Co-anchor Brian Taff tossed her a few softball questions, including the following: “When we talk about bringing down prices and making life more affordable for people, what are one or two specific things you have in mind for that?” She responded by serving up the usual salad of non sequiturs about being raised in the middle class, when her family bought their first house and how proud her neighbors were of their lawns. She finally mentioned the “opportunity economy” but once again failed to explain what it means. On the same day, veteran GOP strategist Mike Murphy—hardly a Trump apologist—outlined Harris’ most daunting challenge during a discussion with Ryan Lizza on Politico’s “Playbook Deep Dive” podcast:
The thing everybody’s missing is the country really wants to fire the Biden administration over the economy. And that is hard to find a moment or a campaign thing. But that wall of lava is out there and it can still eat the Democrats. So, can Kamala Harris convince people she’s different enough with an independent plan that they have permission to vote for her and not risk four more years of economic and inflation pain? If she can make that case, I think she will win … If she can’t sell that change deal in a way they’ll believe it … [Trump] can still win this thing.

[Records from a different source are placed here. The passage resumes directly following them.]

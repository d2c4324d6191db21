use schemars::schema_for;
use switchyard_config::SwitchyardConfig;

pub fn main() {
  let schema = schema_for!(SwitchyardConfig);

  match serde_json::to_string_pretty(&schema) {
    Ok(as_string) => println!("{}", as_string),
    Err(e) => {
      eprintln!("failed to serialize config schema: {}", e);
      std::process::exit(1);
    }
  }
}
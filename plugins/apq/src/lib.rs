mod config;
mod plugin;

#[cfg(test)]
mod test;

pub use config::ApqPluginConfig as Config;
pub use plugin::get_apq_stats;
pub use plugin::ApqError;
pub use plugin::ApqStats;
pub use plugin::AutomaticPersistedQueriesPlugin as Plugin;
pub use plugin::APQ_STATS_NAME;
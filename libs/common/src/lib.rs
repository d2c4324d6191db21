pub mod cache;
pub mod execute;
pub mod graphql;
pub mod interceptor;
pub mod plugin;
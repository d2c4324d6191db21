pub mod config;
pub mod logger_layer;

pub use config::{LoggerConfig, LoggerConfigFormat};
pub use logger_layer::{build_logger, init_logger, LoggerError};
use std::{
  fmt::{self, Debug},
  sync::{Mutex, PoisonError},
};

use cached::{Cached, TimedSizedCache};
use switchyard_common::cache::{Cache, CacheError};

use crate::config::InMemoryConfig;

pub struct InMemoryCacheStore<T> {
  config: InMemoryConfig,
  cache: Mutex<TimedSizedCache<String, T>>,
}

impl<T> InMemoryCacheStore<T>
where
  T: Clone,
{
  pub fn new(config: &InMemoryConfig) -> Self {
    // zero-sized caches are rejected by `cached`
    let cache =
      TimedSizedCache::with_size_and_lifespan(config.max_size.max(1), config.cache_ttl_seconds);

    InMemoryCacheStore {
      config: *config,
      cache: Mutex::new(cache),
    }
  }
}

impl<T> Debug for InMemoryCacheStore<T> {
  fn fmt(&self, f: &mut fmt::Formatter<'_>) -> fmt::Result {
    f.debug_struct("InMemoryCacheStore")
      .field("config", &self.config)
      .finish()
  }
}

#[async_trait::async_trait]
impl<T> Cache<T> for InMemoryCacheStore<T>
where
  T: Clone + Send + Sync + 'static,
{
  async fn get(&self, key: &str) -> Result<Option<T>, CacheError> {
    let mut cache = self.cache.lock().unwrap_or_else(PoisonError::into_inner);

    Ok(cache.cache_get(key).cloned())
  }

  async fn add(&self, key: &str, value: T) -> Result<(), CacheError> {
    let mut cache = self.cache.lock().unwrap_or_else(PoisonError::into_inner);

    if cache.cache_get(key).is_none() {
      cache.cache_set(key.to_string(), value);
    }

    Ok(())
  }
}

Unfortunately for Harris, while she tries to “sell the change deal,” her boss is still making public statements that undermine that very argument. Saturday, during a speech at the Congressional Black Caucus Foundation Dinner, Biden angrily refuted the objective facts: “We went big and we went bold. And, yes, we are better off than we were four years ago.” This is the problem with striking the King without killing him. The people who actually run the White House believed they could force Biden to withdraw from the presidential race and leave him in office without consequences. But, despite claims to the contrary, the President and his family are very unhappy with this arrangement and they will sabotage Harris if possible.
It’s important to remember that Biden’s entire case for seeking a second term rested on his claim that he was the only Democrat who could defeat Trump. This was an implicit rejection of Harris as a viable leader in the existential battle to save “our democracy” from the Bad Orange Man. So, we have Harris making the case for “turning the page” while Biden defends his legacy. Meanwhile, the election will be decided by ordinary Americans who couldn’t care less about White House intrigue. They know the answer to the question Ronald Reagan famously asked the voters on Oct. 28, 1980: “Are you better off than you were four years ago?”